Data extracted from a collection:
----------
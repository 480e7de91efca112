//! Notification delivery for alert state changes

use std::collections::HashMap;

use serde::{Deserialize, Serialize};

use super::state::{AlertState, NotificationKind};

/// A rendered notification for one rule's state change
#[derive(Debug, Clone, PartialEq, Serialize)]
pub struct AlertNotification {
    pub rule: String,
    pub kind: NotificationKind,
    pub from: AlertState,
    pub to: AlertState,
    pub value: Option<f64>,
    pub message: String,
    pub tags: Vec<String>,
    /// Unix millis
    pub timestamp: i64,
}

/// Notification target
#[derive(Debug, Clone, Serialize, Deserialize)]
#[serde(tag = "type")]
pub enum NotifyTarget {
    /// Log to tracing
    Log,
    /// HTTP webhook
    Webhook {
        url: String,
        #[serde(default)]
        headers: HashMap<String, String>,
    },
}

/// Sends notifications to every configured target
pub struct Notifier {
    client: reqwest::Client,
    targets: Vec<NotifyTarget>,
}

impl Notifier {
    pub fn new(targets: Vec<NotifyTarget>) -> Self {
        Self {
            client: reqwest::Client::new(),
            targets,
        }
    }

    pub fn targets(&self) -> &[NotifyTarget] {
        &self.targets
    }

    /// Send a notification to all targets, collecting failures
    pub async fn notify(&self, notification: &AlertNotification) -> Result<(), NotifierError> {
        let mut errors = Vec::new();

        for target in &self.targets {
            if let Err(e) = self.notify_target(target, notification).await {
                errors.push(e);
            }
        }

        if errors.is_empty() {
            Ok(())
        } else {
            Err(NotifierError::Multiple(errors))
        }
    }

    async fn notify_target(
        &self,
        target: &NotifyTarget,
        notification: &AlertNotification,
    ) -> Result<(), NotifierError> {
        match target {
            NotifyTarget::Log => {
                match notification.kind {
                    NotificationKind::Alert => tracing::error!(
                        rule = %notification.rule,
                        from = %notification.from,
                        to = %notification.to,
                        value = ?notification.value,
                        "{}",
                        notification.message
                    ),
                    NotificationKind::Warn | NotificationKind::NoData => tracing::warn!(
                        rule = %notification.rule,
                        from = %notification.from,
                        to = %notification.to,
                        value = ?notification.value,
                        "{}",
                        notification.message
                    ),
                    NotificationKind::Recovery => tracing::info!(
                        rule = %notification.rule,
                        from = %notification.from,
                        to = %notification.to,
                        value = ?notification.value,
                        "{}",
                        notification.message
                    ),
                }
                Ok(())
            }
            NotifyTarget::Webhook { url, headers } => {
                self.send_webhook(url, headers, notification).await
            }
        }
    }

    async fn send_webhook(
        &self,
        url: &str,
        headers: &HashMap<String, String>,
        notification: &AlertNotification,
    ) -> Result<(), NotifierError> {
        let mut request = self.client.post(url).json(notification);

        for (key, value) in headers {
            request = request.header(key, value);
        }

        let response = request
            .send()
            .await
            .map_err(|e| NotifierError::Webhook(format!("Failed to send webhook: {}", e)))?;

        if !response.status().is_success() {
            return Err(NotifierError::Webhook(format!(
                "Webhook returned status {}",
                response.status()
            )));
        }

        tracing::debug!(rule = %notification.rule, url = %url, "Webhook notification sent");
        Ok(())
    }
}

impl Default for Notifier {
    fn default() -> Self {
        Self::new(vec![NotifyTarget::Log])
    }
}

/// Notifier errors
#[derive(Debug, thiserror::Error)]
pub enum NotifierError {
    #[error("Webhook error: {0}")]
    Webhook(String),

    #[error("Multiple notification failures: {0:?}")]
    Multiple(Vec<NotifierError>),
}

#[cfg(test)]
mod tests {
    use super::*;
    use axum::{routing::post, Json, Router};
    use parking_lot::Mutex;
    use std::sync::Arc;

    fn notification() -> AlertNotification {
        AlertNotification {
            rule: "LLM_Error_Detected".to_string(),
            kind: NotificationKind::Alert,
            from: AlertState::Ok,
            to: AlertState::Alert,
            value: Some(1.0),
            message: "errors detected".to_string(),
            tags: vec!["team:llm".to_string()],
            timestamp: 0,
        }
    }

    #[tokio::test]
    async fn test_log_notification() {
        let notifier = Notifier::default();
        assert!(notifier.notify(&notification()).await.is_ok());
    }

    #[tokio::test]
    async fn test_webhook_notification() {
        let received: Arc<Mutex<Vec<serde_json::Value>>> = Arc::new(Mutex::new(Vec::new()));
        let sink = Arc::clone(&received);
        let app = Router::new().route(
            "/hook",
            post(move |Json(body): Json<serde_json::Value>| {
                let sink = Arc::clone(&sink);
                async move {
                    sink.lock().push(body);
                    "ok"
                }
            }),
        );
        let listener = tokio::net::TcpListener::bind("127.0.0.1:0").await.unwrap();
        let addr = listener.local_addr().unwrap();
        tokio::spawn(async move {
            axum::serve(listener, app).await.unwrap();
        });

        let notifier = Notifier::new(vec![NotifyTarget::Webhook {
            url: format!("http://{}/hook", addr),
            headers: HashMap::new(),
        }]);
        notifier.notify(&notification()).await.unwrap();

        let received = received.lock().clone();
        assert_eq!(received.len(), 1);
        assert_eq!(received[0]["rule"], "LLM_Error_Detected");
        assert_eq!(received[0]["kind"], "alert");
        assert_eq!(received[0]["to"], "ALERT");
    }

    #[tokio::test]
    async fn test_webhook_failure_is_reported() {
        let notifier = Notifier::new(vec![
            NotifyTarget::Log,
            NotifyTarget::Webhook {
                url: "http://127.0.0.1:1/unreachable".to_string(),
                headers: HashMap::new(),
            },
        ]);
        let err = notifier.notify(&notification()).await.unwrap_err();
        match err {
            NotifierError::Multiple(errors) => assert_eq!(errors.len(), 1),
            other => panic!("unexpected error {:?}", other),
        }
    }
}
----------
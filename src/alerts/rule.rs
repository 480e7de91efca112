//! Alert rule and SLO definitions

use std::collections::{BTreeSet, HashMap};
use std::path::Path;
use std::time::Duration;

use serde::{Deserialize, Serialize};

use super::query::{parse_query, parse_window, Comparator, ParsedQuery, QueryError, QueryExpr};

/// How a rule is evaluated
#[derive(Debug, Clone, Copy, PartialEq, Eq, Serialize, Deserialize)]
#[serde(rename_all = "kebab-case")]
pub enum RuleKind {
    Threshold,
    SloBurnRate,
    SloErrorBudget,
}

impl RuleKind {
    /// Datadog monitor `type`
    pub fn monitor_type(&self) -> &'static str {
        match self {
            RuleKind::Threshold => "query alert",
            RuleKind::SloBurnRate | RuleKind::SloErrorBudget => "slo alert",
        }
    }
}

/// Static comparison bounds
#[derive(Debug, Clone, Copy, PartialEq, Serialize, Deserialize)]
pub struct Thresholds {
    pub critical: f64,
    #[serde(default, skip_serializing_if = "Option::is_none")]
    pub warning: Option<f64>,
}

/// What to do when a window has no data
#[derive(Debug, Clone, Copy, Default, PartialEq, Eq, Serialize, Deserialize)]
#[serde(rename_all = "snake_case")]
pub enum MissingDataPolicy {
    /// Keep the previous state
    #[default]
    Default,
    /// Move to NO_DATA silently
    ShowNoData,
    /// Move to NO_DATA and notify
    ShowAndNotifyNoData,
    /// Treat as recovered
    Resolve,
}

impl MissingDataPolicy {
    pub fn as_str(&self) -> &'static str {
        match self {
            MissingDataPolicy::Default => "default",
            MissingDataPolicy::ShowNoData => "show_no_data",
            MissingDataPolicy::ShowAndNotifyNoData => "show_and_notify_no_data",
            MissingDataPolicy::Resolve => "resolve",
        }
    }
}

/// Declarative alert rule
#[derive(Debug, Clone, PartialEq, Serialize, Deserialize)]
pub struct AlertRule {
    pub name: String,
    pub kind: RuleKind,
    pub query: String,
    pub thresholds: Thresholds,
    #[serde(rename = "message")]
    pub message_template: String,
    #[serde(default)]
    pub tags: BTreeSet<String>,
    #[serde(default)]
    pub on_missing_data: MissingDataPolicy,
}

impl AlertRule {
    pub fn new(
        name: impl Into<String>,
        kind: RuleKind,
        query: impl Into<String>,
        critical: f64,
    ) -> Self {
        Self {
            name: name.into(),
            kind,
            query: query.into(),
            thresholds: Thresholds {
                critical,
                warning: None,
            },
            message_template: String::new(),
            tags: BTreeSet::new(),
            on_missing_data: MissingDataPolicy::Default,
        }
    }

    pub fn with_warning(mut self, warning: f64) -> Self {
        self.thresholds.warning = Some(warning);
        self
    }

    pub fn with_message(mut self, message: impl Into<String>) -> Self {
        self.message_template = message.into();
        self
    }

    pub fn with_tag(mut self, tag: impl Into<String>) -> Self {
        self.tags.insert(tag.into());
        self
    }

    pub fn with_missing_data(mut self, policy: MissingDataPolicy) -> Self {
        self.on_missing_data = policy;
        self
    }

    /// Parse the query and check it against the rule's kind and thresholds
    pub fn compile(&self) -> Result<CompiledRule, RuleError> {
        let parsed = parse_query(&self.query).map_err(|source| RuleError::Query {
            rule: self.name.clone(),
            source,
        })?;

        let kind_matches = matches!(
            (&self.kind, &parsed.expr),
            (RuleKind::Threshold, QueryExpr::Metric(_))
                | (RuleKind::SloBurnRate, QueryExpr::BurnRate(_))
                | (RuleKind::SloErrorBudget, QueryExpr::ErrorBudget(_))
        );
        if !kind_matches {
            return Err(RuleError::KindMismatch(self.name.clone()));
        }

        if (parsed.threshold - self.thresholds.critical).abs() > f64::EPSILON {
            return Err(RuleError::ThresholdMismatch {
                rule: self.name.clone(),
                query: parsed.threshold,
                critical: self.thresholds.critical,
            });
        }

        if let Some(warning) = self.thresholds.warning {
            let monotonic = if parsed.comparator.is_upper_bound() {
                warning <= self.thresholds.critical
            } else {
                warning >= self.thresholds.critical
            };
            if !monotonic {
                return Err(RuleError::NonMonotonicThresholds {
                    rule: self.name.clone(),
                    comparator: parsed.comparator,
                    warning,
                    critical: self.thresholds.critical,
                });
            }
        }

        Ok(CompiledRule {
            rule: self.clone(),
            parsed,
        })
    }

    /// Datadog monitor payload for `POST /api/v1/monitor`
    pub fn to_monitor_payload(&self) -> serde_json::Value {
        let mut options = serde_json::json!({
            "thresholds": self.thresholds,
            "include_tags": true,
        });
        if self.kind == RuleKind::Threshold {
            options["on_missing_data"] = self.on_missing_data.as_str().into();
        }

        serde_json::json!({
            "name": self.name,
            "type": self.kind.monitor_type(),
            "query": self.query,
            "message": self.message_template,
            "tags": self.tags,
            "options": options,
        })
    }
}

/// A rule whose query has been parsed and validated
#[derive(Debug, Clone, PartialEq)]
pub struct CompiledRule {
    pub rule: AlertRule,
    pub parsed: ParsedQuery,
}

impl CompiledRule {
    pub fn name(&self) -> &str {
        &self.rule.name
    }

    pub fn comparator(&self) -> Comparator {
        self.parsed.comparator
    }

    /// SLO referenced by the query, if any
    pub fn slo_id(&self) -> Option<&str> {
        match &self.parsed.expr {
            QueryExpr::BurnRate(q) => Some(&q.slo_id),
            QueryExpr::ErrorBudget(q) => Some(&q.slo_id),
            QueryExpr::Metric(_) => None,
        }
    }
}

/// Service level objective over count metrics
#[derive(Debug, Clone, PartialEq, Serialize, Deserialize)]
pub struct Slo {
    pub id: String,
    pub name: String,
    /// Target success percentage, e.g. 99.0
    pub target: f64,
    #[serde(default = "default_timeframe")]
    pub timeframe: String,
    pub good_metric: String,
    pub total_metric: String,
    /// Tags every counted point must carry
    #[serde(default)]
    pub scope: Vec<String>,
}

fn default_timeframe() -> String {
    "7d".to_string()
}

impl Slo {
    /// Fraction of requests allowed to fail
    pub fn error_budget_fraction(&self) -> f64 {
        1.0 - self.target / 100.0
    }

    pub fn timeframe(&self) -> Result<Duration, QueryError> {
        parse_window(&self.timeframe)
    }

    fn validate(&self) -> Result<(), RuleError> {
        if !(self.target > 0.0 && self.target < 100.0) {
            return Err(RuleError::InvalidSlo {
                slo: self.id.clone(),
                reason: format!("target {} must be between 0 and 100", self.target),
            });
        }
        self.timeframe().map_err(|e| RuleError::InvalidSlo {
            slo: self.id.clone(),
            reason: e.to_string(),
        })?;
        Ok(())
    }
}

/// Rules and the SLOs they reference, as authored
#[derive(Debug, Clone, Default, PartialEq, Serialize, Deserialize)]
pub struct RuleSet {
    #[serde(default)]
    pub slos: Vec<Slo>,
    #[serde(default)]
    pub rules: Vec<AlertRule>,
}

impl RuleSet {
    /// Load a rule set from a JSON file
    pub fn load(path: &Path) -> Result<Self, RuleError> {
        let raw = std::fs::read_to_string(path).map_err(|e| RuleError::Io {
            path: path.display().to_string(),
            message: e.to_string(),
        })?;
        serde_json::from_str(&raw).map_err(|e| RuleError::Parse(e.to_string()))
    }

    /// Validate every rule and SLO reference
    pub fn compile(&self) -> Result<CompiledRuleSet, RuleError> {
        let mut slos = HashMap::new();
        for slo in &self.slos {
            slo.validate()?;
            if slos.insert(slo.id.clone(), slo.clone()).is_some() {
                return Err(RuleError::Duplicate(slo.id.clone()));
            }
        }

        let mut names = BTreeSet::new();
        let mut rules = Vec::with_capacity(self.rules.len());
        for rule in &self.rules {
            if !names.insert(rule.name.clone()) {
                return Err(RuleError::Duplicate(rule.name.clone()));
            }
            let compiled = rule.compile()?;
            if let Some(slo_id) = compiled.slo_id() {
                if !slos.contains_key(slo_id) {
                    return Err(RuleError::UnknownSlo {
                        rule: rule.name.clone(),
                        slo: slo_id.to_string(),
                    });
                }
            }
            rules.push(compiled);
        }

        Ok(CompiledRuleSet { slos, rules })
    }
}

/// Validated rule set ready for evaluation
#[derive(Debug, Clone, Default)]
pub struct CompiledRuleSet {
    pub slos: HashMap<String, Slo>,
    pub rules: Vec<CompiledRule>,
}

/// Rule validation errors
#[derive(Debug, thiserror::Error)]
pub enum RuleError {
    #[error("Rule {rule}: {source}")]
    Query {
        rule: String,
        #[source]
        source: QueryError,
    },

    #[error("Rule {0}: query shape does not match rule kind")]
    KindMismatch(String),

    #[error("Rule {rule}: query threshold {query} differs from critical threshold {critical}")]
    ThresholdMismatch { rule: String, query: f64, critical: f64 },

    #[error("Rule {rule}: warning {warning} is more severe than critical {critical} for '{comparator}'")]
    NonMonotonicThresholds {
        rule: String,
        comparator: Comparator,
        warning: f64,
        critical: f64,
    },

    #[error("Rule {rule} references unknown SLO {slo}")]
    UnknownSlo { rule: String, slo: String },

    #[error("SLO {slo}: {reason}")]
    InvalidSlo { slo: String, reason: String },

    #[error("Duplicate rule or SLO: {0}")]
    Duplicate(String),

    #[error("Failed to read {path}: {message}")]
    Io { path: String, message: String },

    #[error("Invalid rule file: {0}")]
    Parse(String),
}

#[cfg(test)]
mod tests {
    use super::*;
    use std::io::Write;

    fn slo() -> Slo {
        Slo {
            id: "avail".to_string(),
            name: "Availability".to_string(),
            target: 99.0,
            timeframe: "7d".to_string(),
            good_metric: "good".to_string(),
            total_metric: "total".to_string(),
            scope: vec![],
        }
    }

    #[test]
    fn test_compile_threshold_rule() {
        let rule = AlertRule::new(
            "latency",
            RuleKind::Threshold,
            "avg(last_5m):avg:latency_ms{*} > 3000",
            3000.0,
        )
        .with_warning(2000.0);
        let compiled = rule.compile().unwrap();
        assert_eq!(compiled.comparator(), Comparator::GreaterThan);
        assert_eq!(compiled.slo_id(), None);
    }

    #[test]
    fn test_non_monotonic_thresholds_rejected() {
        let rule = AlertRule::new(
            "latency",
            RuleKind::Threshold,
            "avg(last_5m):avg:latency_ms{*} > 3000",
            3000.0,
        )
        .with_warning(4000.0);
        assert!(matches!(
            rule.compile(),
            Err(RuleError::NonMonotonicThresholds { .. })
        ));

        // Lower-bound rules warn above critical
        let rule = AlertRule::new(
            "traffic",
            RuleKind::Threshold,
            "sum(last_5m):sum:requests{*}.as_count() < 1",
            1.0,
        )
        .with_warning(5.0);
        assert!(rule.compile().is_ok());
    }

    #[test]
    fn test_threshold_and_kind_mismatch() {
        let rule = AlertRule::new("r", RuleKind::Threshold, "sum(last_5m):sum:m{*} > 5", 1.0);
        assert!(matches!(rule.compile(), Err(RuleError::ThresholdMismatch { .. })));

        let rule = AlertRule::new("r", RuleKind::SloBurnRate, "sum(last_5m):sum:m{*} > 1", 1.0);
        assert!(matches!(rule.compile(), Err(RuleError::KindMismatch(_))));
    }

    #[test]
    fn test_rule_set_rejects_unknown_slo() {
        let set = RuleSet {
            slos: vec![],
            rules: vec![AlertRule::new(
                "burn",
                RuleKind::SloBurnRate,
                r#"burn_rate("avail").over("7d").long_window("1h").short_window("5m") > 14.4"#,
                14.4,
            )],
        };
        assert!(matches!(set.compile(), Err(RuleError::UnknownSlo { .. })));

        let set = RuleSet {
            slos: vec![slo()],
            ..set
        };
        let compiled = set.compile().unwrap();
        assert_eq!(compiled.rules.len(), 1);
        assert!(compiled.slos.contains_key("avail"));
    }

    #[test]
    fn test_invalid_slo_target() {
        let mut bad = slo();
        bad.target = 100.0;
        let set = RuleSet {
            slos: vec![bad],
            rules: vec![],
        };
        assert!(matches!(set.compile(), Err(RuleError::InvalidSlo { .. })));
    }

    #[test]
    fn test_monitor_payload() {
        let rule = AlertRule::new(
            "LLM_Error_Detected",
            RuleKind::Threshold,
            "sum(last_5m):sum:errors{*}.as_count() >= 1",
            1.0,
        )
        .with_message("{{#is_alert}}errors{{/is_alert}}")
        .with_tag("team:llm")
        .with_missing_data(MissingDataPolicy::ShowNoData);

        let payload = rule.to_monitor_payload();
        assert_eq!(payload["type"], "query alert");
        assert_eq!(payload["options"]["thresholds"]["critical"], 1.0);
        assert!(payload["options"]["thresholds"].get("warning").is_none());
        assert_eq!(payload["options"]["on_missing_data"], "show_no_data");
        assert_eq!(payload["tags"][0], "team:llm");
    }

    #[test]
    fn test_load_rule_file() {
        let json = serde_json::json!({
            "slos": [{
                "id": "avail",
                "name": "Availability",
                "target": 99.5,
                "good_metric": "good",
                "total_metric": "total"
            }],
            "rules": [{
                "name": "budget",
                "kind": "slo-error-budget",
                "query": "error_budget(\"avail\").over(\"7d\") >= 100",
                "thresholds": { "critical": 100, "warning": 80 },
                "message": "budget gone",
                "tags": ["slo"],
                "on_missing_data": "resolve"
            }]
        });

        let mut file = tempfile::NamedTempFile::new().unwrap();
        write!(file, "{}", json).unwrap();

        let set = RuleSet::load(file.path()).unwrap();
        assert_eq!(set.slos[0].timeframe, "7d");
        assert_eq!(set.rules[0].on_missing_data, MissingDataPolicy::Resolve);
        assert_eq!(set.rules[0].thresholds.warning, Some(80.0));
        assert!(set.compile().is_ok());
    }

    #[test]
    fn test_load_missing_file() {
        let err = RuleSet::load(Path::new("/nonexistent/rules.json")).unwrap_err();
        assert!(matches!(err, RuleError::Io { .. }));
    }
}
----------
### Exercise details
For the string "body", show each line of the entries above where it occurs.

### Output below
            post(move |Json(body): Json<serde_json::Value>| {
                    sink.lock().push(body);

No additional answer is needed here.